● **Requirement**:
Two lines mark the range in the entries below: the one holding "let whole: u64" and the one holding "let round_up = match". Set down those two and all lines between them, exactly.

● **Data for this task**:
****
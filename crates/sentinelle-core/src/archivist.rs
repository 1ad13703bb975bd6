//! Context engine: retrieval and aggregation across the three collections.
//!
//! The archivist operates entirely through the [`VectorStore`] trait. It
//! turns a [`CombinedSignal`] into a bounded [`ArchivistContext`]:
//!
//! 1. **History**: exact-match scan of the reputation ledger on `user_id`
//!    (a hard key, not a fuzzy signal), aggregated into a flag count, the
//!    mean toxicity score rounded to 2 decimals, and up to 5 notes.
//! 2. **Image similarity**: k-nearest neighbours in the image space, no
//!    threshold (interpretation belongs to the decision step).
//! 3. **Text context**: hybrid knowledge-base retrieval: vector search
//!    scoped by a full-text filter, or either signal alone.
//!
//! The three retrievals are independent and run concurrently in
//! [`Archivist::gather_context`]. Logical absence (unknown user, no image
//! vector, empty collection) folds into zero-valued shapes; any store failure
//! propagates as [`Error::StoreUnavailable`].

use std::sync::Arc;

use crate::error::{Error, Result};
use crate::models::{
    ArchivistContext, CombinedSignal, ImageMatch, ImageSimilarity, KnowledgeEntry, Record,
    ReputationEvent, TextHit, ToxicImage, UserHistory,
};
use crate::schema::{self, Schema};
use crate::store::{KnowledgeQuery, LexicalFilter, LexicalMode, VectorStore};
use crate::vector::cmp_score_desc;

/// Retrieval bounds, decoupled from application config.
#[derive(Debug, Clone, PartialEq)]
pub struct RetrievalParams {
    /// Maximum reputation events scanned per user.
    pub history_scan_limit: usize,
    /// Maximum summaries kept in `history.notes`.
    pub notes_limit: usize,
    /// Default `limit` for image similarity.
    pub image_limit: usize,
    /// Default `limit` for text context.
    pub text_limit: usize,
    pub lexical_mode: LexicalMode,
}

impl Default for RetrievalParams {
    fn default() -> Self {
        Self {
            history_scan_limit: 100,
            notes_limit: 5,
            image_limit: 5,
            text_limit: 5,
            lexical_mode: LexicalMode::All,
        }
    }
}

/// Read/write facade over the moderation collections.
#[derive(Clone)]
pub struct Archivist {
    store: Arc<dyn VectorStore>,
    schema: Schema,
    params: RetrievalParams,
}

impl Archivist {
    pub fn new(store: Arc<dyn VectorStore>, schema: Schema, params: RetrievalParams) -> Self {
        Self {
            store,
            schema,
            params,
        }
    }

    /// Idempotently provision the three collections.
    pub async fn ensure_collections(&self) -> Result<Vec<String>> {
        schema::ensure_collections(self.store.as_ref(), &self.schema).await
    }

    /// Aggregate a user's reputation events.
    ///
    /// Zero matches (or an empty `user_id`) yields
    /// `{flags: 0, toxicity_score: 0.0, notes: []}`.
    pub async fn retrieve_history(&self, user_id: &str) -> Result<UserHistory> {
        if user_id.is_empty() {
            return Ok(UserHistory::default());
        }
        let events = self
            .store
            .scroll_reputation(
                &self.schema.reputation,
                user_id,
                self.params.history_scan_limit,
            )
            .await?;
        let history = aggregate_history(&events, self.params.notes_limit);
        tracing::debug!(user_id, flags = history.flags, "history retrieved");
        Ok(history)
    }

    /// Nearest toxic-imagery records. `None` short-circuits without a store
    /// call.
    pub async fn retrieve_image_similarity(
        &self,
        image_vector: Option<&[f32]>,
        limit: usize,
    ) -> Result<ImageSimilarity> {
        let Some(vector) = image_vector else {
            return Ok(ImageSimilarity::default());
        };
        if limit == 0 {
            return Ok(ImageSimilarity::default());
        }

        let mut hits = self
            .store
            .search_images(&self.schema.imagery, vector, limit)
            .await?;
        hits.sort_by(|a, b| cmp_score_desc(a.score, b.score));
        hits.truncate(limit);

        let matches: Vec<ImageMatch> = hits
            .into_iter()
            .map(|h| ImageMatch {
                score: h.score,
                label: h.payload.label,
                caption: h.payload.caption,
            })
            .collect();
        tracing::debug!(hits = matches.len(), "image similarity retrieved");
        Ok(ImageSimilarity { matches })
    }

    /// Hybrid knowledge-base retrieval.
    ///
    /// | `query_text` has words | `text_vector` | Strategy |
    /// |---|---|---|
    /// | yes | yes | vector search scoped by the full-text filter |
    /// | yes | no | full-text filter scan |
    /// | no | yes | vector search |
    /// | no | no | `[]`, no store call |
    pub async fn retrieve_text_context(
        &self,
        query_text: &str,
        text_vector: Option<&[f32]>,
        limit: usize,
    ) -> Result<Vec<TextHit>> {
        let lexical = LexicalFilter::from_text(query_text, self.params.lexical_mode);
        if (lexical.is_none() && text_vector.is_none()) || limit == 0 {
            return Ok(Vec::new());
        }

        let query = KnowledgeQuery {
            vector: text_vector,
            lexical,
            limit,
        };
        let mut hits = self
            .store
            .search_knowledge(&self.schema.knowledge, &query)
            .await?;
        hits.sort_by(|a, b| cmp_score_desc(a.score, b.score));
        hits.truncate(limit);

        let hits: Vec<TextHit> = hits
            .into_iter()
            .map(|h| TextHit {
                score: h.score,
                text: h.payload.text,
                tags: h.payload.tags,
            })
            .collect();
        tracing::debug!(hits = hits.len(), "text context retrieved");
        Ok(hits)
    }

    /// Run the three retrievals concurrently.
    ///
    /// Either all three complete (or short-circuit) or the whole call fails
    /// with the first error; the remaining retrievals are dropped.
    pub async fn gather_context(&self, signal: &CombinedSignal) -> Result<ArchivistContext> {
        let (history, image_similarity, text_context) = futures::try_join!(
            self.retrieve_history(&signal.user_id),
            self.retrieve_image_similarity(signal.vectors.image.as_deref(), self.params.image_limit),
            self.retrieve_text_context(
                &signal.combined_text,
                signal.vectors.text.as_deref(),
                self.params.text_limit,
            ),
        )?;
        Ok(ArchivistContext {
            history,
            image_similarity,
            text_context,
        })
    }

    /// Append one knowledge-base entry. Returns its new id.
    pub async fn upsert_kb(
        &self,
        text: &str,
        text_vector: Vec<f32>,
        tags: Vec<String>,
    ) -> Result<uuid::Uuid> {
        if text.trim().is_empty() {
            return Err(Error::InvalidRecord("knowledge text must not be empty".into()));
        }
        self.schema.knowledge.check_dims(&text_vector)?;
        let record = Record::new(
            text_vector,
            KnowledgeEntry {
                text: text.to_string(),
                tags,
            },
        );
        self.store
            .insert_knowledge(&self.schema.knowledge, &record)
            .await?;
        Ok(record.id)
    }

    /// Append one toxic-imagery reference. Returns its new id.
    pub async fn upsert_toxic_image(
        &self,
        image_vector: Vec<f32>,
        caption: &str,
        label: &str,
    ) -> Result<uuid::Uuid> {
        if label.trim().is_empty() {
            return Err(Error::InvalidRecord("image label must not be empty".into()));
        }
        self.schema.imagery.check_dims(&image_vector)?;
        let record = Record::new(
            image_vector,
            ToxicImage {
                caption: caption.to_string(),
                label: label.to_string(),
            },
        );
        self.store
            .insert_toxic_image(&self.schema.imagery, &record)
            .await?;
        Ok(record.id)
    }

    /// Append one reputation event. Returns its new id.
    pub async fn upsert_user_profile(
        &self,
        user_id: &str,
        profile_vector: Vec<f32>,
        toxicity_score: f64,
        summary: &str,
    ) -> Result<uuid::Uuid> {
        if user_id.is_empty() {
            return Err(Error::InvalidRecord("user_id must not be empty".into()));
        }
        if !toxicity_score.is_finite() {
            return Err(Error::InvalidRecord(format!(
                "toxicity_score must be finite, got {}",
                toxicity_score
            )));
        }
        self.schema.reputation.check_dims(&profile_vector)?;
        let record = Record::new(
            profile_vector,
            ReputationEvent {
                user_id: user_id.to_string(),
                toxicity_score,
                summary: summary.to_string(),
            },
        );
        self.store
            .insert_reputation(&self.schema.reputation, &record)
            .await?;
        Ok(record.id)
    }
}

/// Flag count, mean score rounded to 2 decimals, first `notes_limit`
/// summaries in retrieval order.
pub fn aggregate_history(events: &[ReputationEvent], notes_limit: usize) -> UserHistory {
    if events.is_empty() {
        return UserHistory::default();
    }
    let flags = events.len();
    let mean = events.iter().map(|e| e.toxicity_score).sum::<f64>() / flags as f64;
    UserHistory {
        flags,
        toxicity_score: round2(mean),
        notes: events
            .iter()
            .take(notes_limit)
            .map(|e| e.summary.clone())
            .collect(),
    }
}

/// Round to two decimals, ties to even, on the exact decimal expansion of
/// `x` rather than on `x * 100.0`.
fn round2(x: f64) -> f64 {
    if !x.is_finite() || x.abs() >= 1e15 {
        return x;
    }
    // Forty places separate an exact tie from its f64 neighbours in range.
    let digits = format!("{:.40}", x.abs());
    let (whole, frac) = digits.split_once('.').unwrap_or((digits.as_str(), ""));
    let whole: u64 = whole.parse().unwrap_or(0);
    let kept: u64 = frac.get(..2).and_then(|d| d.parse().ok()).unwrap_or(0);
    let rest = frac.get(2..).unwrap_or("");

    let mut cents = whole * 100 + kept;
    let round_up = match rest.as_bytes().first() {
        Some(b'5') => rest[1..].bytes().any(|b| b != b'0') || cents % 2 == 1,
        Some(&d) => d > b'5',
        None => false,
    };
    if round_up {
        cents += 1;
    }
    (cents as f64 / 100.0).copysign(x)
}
****
● **Answer space**:
    let whole: u64 = whole.parse().unwrap_or(0);
    let kept: u64 = frac.get(..2).and_then(|d| d.parse().ok()).unwrap_or(0);
    let rest = frac.get(2..).unwrap_or("");

    let mut cents = whole * 100 + kept;
    let round_up = match rest.as_bytes().first() {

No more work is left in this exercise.